(Exercise) The result should be every line of the listing that contains "been".
##### Provided entries #####
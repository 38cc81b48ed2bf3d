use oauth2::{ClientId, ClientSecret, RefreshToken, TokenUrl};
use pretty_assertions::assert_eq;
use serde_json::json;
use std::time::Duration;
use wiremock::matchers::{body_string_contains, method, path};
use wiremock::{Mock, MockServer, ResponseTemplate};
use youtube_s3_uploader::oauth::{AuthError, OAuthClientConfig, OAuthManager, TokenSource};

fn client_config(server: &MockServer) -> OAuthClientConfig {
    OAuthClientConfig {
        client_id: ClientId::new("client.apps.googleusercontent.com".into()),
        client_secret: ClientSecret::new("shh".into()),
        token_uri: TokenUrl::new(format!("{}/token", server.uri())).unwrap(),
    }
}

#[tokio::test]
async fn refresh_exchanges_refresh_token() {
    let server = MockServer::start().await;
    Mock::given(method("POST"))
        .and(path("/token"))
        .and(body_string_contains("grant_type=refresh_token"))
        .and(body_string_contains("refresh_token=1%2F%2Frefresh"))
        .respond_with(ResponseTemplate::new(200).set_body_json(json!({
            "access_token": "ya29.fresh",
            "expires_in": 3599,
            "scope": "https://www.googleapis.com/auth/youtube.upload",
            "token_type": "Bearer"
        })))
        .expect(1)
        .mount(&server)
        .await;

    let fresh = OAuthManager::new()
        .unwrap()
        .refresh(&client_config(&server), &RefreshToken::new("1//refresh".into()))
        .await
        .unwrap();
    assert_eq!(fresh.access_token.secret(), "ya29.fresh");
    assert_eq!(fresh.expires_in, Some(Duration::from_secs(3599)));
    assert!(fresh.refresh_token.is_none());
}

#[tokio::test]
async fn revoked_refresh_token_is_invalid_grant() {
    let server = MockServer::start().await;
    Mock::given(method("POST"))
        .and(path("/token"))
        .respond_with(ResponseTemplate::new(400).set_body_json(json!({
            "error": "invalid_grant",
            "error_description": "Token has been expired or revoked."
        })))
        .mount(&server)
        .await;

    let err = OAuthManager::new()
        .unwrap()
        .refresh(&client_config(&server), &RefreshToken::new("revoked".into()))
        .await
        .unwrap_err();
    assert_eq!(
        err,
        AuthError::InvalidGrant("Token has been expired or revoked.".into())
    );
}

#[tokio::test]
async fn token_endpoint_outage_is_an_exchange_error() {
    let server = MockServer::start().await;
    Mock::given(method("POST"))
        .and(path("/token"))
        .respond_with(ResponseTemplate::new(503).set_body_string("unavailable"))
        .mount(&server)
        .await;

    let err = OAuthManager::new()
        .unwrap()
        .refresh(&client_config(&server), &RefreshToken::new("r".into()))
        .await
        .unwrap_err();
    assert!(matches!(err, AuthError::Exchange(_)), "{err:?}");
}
#####
##### Provided entries #####
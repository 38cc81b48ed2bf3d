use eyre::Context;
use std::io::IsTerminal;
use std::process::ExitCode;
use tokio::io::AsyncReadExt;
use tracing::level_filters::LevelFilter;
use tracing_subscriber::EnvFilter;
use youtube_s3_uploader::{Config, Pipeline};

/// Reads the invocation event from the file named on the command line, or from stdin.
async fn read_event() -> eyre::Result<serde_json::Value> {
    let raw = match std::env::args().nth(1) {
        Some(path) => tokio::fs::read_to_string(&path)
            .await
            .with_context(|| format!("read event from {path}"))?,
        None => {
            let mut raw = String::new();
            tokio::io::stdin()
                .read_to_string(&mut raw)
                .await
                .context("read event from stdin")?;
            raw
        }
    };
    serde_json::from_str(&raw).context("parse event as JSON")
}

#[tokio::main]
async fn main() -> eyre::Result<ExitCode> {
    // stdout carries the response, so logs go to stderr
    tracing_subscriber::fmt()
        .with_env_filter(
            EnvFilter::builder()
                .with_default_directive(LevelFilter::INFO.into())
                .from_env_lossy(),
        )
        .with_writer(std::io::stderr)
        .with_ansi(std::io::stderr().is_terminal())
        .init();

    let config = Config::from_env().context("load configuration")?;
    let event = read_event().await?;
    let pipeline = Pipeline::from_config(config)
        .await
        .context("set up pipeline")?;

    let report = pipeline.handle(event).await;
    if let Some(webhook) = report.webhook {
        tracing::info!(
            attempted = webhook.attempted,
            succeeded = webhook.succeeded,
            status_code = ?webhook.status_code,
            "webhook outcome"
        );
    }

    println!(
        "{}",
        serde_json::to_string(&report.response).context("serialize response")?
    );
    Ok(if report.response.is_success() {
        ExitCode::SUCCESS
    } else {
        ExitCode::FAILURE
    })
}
#####
(Output for this exercise)
            "error_description": "Token has been expired or revoked."
        AuthError::InvalidGrant("Token has been expired or revoked.".into())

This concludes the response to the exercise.